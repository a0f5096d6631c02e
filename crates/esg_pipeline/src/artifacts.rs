//! Canonical JSON artifact shapes written under `artifacts/matrix/<doc_id>/…`
//! (§6). All of these round-trip through `esg_io::canonical_json` so that
//! byte-identity across replay runs is a property of the writer, not of
//! serde's default field order.

use std::path::Path;

use serde::{Deserialize, Serialize};

use esg_algo::scorer::ThemeScore;
use esg_core::ids::ChunkId;
use esg_core::tokens::Theme;
use esg_io::canonical_json::write_canonical_file;
use esg_io::hasher::sha256_hex;

use crate::PipelineError;

fn write_json<T: Serialize>(path: &Path, value: &T) -> Result<String, PipelineError> {
    let json_value = serde_json::to_value(value).map_err(|e| PipelineError::Io(esg_io::IoError::from(e)))?;
    write_canonical_file(path, &json_value).map_err(|e| PipelineError::Io(esg_io::IoError::Path(e.to_string())))?;
    let bytes = esg_io::canonical_json::to_canonical_bytes(value)?;
    Ok(sha256_hex(&bytes))
}

/// `artifacts/matrix/<doc_id>/narrative.json`: the single narrative artifact
/// (§4.7) — this crate only writes it, the shape itself lives in `esg_report`.
pub fn write_narrative(path: &Path, narrative: &esg_report::NarrativeArtifact) -> Result<String, PipelineError> {
    write_json(path, narrative)
}

/// One theme's entry in the Output Contract (§3 Theme Score).
#[derive(Clone, Debug, Serialize, Deserialize)]
pub struct ThemeScoreEntry {
    pub theme: Theme,
    pub stage: Option<u8>,
    pub confidence: f64,
    pub evidence_ids: Vec<String>,
    pub rationale_ref: Option<String>,
    pub descriptor: String,
    pub reason: Option<String>,
}

impl From<&ThemeScore> for ThemeScoreEntry {
    fn from(score: &ThemeScore) -> Self {
        ThemeScoreEntry {
            theme: score.theme,
            stage: score.stage,
            confidence: score.confidence,
            evidence_ids: score.evidence_ids.iter().map(|e| e.as_str().to_string()).collect(),
            rationale_ref: score.rationale_ref.clone(),
            descriptor: score.descriptor.clone(),
            reason: score.reason.clone(),
        }
    }
}

/// The Output Contract (§3): the determinism substrate, `output.json`.
#[derive(Clone, Debug, Serialize, Deserialize)]
pub struct OutputContract {
    pub trace_id: String,
    pub doc_id: String,
    pub scores: Vec<ThemeScoreEntry>,
    pub model_version: String,
    pub rubric_version: String,
    pub deterministic_timestamp: String,
}

impl OutputContract {
    pub fn write(&self, path: &Path) -> Result<String, PipelineError> {
        write_json(path, self)
    }
}

/// `baseline/determinism_report.json`.
#[derive(Clone, Debug, Serialize, Deserialize)]
pub struct DeterminismReport {
    pub hashes: [String; 3],
    pub identical: bool,
}

impl DeterminismReport {
    pub fn from_hashes(hashes: [String; 3]) -> Self {
        let identical = hashes[0] == hashes[1] && hashes[1] == hashes[2];
        DeterminismReport { hashes, identical }
    }

    pub fn write(&self, path: &Path) -> Result<String, PipelineError> {
        write_json(path, self)
    }
}

/// One theme's row in `pipeline_validation/demo_topk_vs_evidence.json`.
#[derive(Clone, Debug, Serialize, Deserialize)]
pub struct TopkVsEvidenceRow {
    pub theme: Theme,
    pub evidence_ids: Vec<String>,
    pub fused_topk_ids: Vec<String>,
    pub subset_ok: bool,
    pub missing_count: usize,
}

impl TopkVsEvidenceRow {
    pub fn compute(theme: Theme, evidence_chunk_ids: &[ChunkId], fused_topk_ids: &[ChunkId]) -> Self {
        let topk_set: std::collections::HashSet<&str> = fused_topk_ids.iter().map(|c| c.as_str()).collect();
        let missing: Vec<&ChunkId> = evidence_chunk_ids.iter().filter(|c| !topk_set.contains(c.as_str())).collect();
        TopkVsEvidenceRow {
            theme,
            evidence_ids: evidence_chunk_ids.iter().map(|c| c.as_str().to_string()).collect(),
            fused_topk_ids: fused_topk_ids.iter().map(|c| c.as_str().to_string()).collect(),
            subset_ok: missing.is_empty(),
            missing_count: missing.len(),
        }
    }
}

#[derive(Clone, Debug, Serialize, Deserialize)]
pub struct TopkVsEvidenceReport {
    pub rows: Vec<TopkVsEvidenceRow>,
}

impl TopkVsEvidenceReport {
    pub fn write(&self, path: &Path) -> Result<String, PipelineError> {
        write_json(path, self)
    }
}

/// One theme's row in `pipeline_validation/evidence_audit.json`.
#[derive(Clone, Debug, Serialize, Deserialize)]
pub struct EvidenceAuditRow {
    pub theme: Theme,
    pub evidence_count: usize,
    pub unique_pages: usize,
    pub pass: bool,
}

#[derive(Clone, Debug, Serialize, Deserialize)]
pub struct EvidenceAuditReport {
    pub rows: Vec<EvidenceAuditRow>,
}

impl EvidenceAuditReport {
    pub fn write(&self, path: &Path) -> Result<String, PipelineError> {
        write_json(path, self)
    }
}

/// One theme's row in `pipeline_validation/rd_sources.json` — despite the
/// name (retained from the source corpus), this reports framework-token
/// detections for every theme, not only Reporting Disclosure.
#[derive(Clone, Debug, Serialize, Deserialize)]
pub struct FrameworkTokensRow {
    pub theme: Theme,
    pub framework_tokens: Vec<String>,
}

#[derive(Clone, Debug, Serialize, Deserialize)]
pub struct FrameworkTokensReport {
    pub rows: Vec<FrameworkTokensRow>,
}

impl FrameworkTokensReport {
    pub fn write(&self, path: &Path) -> Result<String, PipelineError> {
        write_json(path, self)
    }
}

/// Authenticity gate verdicts for one doc (§4.6).
#[derive(Clone, Copy, Debug, PartialEq, Eq, Serialize, Deserialize)]
pub enum GateStatus {
    Pass,
    Fail,
}

#[derive(Clone, Debug, Serialize, Deserialize)]
pub struct DocGates {
    pub determinism: GateStatus,
    pub parity: GateStatus,
    pub evidence: GateStatus,
    pub provenance: GateStatus,
    pub offline: GateStatus,
}

impl DocGates {
    pub fn all_pass(&self) -> bool {
        [self.determinism, self.parity, self.evidence, self.provenance, self.offline]
            .iter()
            .all(|g| *g == GateStatus::Pass)
    }

    /// The first gate to fail, in the fixed precedence order of §4.6 (also
    /// the order `run_matrix`'s exit-code mapping checks). `None` once
    /// `all_pass()` holds.
    pub fn first_failing_gate(&self) -> Option<&'static str> {
        if self.determinism == GateStatus::Fail {
            Some("determinism")
        } else if self.parity == GateStatus::Fail {
            Some("parity")
        } else if self.evidence == GateStatus::Fail {
            Some("evidence")
        } else if self.provenance == GateStatus::Fail {
            Some("provenance")
        } else if self.offline == GateStatus::Fail {
            Some("offline")
        } else {
            None
        }
    }
}

/// Per-doc state machine terminal state (§4.6).
#[derive(Clone, Copy, Debug, PartialEq, Eq, Serialize, Deserialize)]
#[serde(rename_all = "lowercase")]
pub enum DocVerdict {
    Ok,
    Revise,
    Fail,
}

#[derive(Clone, Debug, Serialize, Deserialize)]
pub struct DocContractEntry {
    pub doc_id: String,
    pub gates: DocGates,
    pub verdict: DocVerdict,
    pub first_failing_gate: Option<String>,
}

/// `artifacts/matrix/matrix_contract.json`: matrix-wide gate summary.
#[derive(Clone, Debug, Serialize, Deserialize)]
pub struct MatrixContract {
    pub docs: Vec<DocContractEntry>,
    pub status: DocVerdict,
    pub doc_count: usize,
    pub ok_count: usize,
}

impl MatrixContract {
    pub fn from_docs(docs: Vec<DocContractEntry>) -> Self {
        let status = if docs.iter().any(|d| d.verdict == DocVerdict::Fail) {
            DocVerdict::Fail
        } else if docs.iter().any(|d| d.verdict == DocVerdict::Revise) {
            DocVerdict::Revise
        } else {
            DocVerdict::Ok
        };
        let doc_count = docs.len();
        let ok_count = docs.iter().filter(|d| d.verdict == DocVerdict::Ok).count();
        MatrixContract { docs, status, doc_count, ok_count }
    }

    pub fn write(&self, path: &Path) -> Result<String, PipelineError> {
        write_json(path, self)
    }
}

/// One entry in the attestation bundle (§4.8 C8).
#[derive(Clone, Debug, Serialize, Deserialize)]
pub struct AttestationEntry {
    pub artifact: String,
    pub sha256: String,
}

#[derive(Clone, Debug, Serialize, Deserialize)]
pub struct Attestation {
    pub doc_id: String,
    pub model_version: String,
    pub rubric_version: String,
    pub seed: u64,
    pub deterministic_timestamp: String,
    pub entries: Vec<AttestationEntry>,
}

impl Attestation {
    pub fn write(&self, path: &Path) -> Result<String, PipelineError> {
        write_json(path, self)
    }
}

== == ==

Using the word "TopkVsEvidenceRow" as the filter, copy each matching line from the material.

pub struct TopkVsEvidenceRow {
impl TopkVsEvidenceRow {
        TopkVsEvidenceRow {
    pub rows: Vec<TopkVsEvidenceRow>,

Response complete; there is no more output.